A ship, a fever dream
I had my own ship that could float across the water. It was my galleon of fortune, my caravel of luck with which I levitated above the crystalline lagoons, the dull brackwaters, the jagged inlets and the rack and tumble of storms.
I was the captain of the world, and I tucked its treasures in my pocket, letting the seams bulge with the weight.
When I came upon a port to unload my treasure, the stevedores sniggered at me. They were dressed strangely – their caps full of butterfly wings, their coats the concatenation of chrysalis shells.
“Why are you laughing?” I said.
“For change and hardship! For hardship and change!”
I shouted at them, “Don’t you know who I am? Have you not seen my exploits? I who have conquered the seas with my ship that floats high above the world? I do not fear anything. I do not fear death.”
And they howled at me, abusing me with derision saying, “Oh, you’ve conquered death? But that’s the easy part. It’s life that will change you. It’s life that will kill you. Do you not fear that? You who float above it all.

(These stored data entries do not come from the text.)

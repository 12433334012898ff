//! The streaming voice pipeline: ingestion → turn dispatch → synthesis.
//!
//! Every stage is a lazy stream over the previous stage's output, so the
//! composed stream pulls audio only as fast as its consumer reads events.
//! Dropping the composed stream cancels all three stages and closes every
//! collaborator connection.

pub mod dispatch;
pub mod ingest;
pub mod synthesis;

pub use dispatch::{dispatch_turns, message_events};
pub use ingest::transcribe;
pub use synthesis::{synthesize, TurnBuffer};

use std::sync::Arc;

use futures::stream::BoxStream;
use tracing::debug;

use crate::agent::ConversationAgent;
use crate::audio::{Recognizer, Synthesizer};
use crate::stream::{MergeOptions, SourceStream};
use crate::types::{SessionKey, VoiceEvent};

/// Raw audio frames from the client; ends when the client stops sending.
pub type AudioStream = BoxStream<'static, Vec<u8>>;

/// Pipeline output, and the input of every stage after ingestion.
pub type EventStream = SourceStream<VoiceEvent>;

/// When buffered turn text is sent to the synthesizer.
#[derive(Debug, Clone, Copy, PartialEq, Eq, Default)]
pub enum FlushPolicy {
    /// Skip the synthesis request when a turn produced no text.
    #[default]
    SkipEmpty,
    /// Send a request on every turn end, even with empty text.
    Always,
}

#[derive(Debug, Clone, Copy, PartialEq, Eq, Default)]
pub struct PipelineOptions {
    /// Emit `UserInput` for every inbound audio frame.
    pub echo_user_input: bool,
    pub flush_policy: FlushPolicy,
    /// Fan-in settings for the synthesis stage.
    pub merge: MergeOptions,
}

/// One connection's pipeline: a session key plus its collaborator handles.
pub struct VoicePipeline {
    session: SessionKey,
    recognizer: Arc<dyn Recognizer>,
    agent: Arc<dyn ConversationAgent>,
    synthesizer: Arc<dyn Synthesizer>,
    options: PipelineOptions,
}

impl VoicePipeline {
    /// Create a pipeline with a fresh session key.
    pub fn new(
        recognizer: Arc<dyn Recognizer>,
        agent: Arc<dyn ConversationAgent>,
        synthesizer: Arc<dyn Synthesizer>,
    ) -> Self {
        Self {
            session: SessionKey::new(),
            recognizer,
            agent,
            synthesizer,
            options: PipelineOptions::default(),
        }
    }

    pub fn with_options(mut self, options: PipelineOptions) -> Self {
        self.options = options;
        self
    }

    pub fn session(&self) -> SessionKey {
        self.session
    }

    pub fn options(&self) -> &PipelineOptions {
        &self.options
    }

    /// Compose the three stages over `audio`.
    pub fn run(self, audio: AudioStream) -> EventStream {
        debug!(session = %self.session, "pipeline start");
        let transcripts = transcribe(self.recognizer, audio, self.options.echo_user_input);
        let turns = dispatch_turns(self.agent, self.session, transcripts);
        synthesize(
            self.synthesizer,
            turns,
            self.options.flush_policy,
            self.options.merge,
        )
    }
}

Bring your ship down!”
Haughtily I brought my ship to the ocean and felt it sink in the waves. The wooden planks creaked with the weight of the world. My pockets burst at the seams, and I flung my arms forward to catch the treasures that came spilling down, suddenly losing their luster, looking worthless.
I looked at my arms then. I looked at my own body, strangely gnarled with growths, the lichens of age feasting on my skin. I’d been floating for so long I was unaware of them. I had the thought that maybe I’d missed everything, that my life hadn’t changed enough, and I gasped.
As I did, butterflies seemed to burst out from the cargo holds. I didn’t know that they were even there.